▶ [WORK REQUEST]:
If a line below contains the string "struct", copy it out.

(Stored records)
▼

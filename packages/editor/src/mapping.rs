//! Position mapping.
//!
//! Every step records which ranges it replaced as a [`StepMap`]. Positions
//! from before the step are carried through it with [`StepMap::map`]; a
//! [`Mapping`] chains the maps of a whole transaction.

/// Position is in the range deleted to its left.
const DEL_BEFORE: u8 = 1;
/// Position is in the range deleted to its right.
const DEL_AFTER: u8 = 2;
/// The token on both sides was deleted.
const DEL_ACROSS: u8 = 4;
/// The token on the side the position associates with was deleted.
const DEL_SIDE: u8 = 8;

/// The result of mapping a position, with deletion details.
#[derive(Debug, Clone, Copy, PartialEq, Eq)]
pub struct MapResult {
    pub pos: usize,
    del_info: u8,
}

impl MapResult {
    /// The content on the position's associated side was deleted.
    pub fn deleted(&self) -> bool {
        self.del_info & DEL_SIDE > 0
    }

    pub fn deleted_before(&self) -> bool {
        self.del_info & (DEL_BEFORE | DEL_ACROSS) > 0
    }

    pub fn deleted_after(&self) -> bool {
        self.del_info & (DEL_AFTER | DEL_ACROSS) > 0
    }

    pub fn deleted_across(&self) -> bool {
        self.del_info & DEL_ACROSS > 0
    }
}

/// Replaced ranges of one step, stored as `(start, old_size, new_size)`.
#[derive(Debug, Clone, Default, PartialEq, Eq)]
pub struct StepMap {
    ranges: Vec<(usize, usize, usize)>,
    inverted: bool,
}

impl StepMap {
    pub fn new(ranges: Vec<(usize, usize, usize)>) -> Self {
        Self {
            ranges,
            inverted: false,
        }
    }

    pub fn empty() -> Self {
        Self::default()
    }

    /// A map with a single replaced range.
    pub fn offset(pos: usize, old_size: usize, new_size: usize) -> Self {
        Self::new(vec![(pos, old_size, new_size)])
    }

    pub fn invert(&self) -> StepMap {
        StepMap {
            ranges: self.ranges.clone(),
            inverted: !self.inverted,
        }
    }

    pub fn ranges(&self) -> impl Iterator<Item = (usize, usize, usize)> + '_ {
        self.ranges.iter().map(move |&(start, old, new)| {
            if self.inverted {
                (start, new, old)
            } else {
                (start, old, new)
            }
        })
    }

    /// Map a position. `assoc < 0` keeps a position at an insertion point
    /// before the inserted content, otherwise after it.
    pub fn map(&self, pos: usize, assoc: i8) -> usize {
        self.map_result(pos, assoc).pos
    }

    pub fn map_result(&self, pos: usize, assoc: i8) -> MapResult {
        let mut diff: isize = 0;
        let (old_index, new_index) = if self.inverted { (2, 1) } else { (1, 2) };
        for &range in &self.ranges {
            let parts = [range.0, range.1, range.2];
            let start = (parts[0] as isize - if self.inverted { diff } else { 0 }) as usize;
            if start > pos {
                break;
            }
            let old_size = parts[old_index];
            let new_size = parts[new_index];
            let end = start + old_size;
            if pos <= end {
                let side: i8 = if old_size == 0 {
                    assoc
                } else if pos == start {
                    -1
                } else if pos == end {
                    1
                } else {
                    assoc
                };
                let base = start as isize + diff;
                let result = if side < 0 { base } else { base + new_size as isize };
                let mut del_info = if pos == if assoc < 0 { start } else { end } {
                    0
                } else {
                    DEL_SIDE
                };
                if pos != start && pos != end {
                    del_info |= DEL_ACROSS;
                } else if pos == start {
                    if old_size > 0 {
                        del_info |= DEL_AFTER;
                    }
                } else if old_size > 0 {
                    del_info |= DEL_BEFORE;
                }
                if old_size == 0 {
                    del_info = 0;
                }
                return MapResult {
                    pos: result.max(0) as usize,
                    del_info,
                };
            }
            diff += new_size as isize - old_size as isize;
        }
        MapResult {
            pos: (pos as isize + diff).max(0) as usize,
            del_info: 0,
        }
    }
}

/// The step maps of a transaction, applied in order.
#[derive(Debug, Clone, Default, PartialEq, Eq)]
pub struct Mapping {
    maps: Vec<StepMap>,
}

impl Mapping {
    pub fn new() -> Self {
        Self::default()
    }

    pub fn from_maps(maps: Vec<StepMap>) -> Self {
        Self { maps }
    }

    pub fn maps(&self) -> &[StepMap] {
        &self.maps
    }

    pub fn len(&self) -> usize {
        self.maps.len()
    }

    pub fn is_empty(&self) -> bool {
        self.maps.is_empty()
    }

    pub fn append_map(&mut self, map: StepMap) {
        self.maps.push(map);
    }

    pub fn append_mapping(&mut self, other: &Mapping) {
        self.maps.extend(other.maps.iter().cloned());
    }

    /// The maps from index `from` onwards.
    pub fn slice(&self, from: usize) -> Mapping {
        Mapping {
            maps: self.maps[from.min(self.maps.len())..].to_vec(),
        }
    }

    /// Mapping that undoes this one.
    pub fn invert(&self) -> Mapping {
        Mapping {
            maps: self.maps.iter().rev().map(StepMap::invert).collect(),
        }
    }

    pub fn map(&self, pos: usize, assoc: i8) -> usize {
        self.maps.iter().fold(pos, |pos, map| map.map(pos, assoc))
    }

    /// Map through every step, accumulating deletion flags.
    pub fn map_result(&self, pos: usize, assoc: i8) -> MapResult {
        let mut del_info = 0;
        let mut pos = pos;
        for map in &self.maps {
            let result = map.map_result(pos, assoc);
            del_info |= result.del_info;
            pos = result.pos;
        }
        MapResult { pos, del_info }
    }
}

#[cfg(test)]
mod tests {
    use super::*;

    #[test]
    fn test_insertion_moves_later_positions() {
        let map = StepMap::offset(5, 0, 3);
        assert_eq!(map.map(2, 1), 2);
        assert_eq!(map.map(5, 1), 8);
        assert_eq!(map.map(5, -1), 5);
        assert_eq!(map.map(9, 1), 12);
        assert!(!map.map_result(5, 1).deleted());
    }

    #[test]
    fn test_deletion_collapses_range() {
        let map = StepMap::offset(4, 4, 0);
        assert_eq!(map.map(3, 1), 3);
        assert_eq!(map.map(6, 1), 4);
        assert_eq!(map.map(10, 1), 6);

        let inside = map.map_result(6, 1);
        assert!(inside.deleted());
        assert!(inside.deleted_across());

        let at_start = map.map_result(4, 1);
        assert!(at_start.deleted());
        assert!(at_start.deleted_after());
        assert!(!at_start.deleted_across());

        let at_start_left = map.map_result(4, -1);
        assert!(!at_start_left.deleted());
    }

    #[test]
    fn test_inverted_map_restores_positions() {
        let map = StepMap::offset(4, 2, 5);
        let inverse = map.invert();
        for pos in [0, 3, 4, 6, 12] {
            let forward = map.map(pos, 1);
            if pos <= 4 || pos >= 6 {
                assert_eq!(inverse.map(forward, 1), pos);
            }
        }
    }

    #[test]
    fn test_mapping_chains_maps() {
        let mut mapping = Mapping::new();
        mapping.append_map(StepMap::offset(1, 0, 2));
        mapping.append_map(StepMap::offset(10, 3, 0));
        assert_eq!(mapping.map(5, 1), 7);
        assert_eq!(mapping.map(14, 1), 13);
        assert_eq!(mapping.slice(1).map(5, 1), 5);
        assert!(mapping.map_result(9, 1).deleted());
    }
}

▲

▶ [ANSWER FOR THIS EXERCISE]:
pub struct MapResult {
pub struct StepMap {
pub struct Mapping {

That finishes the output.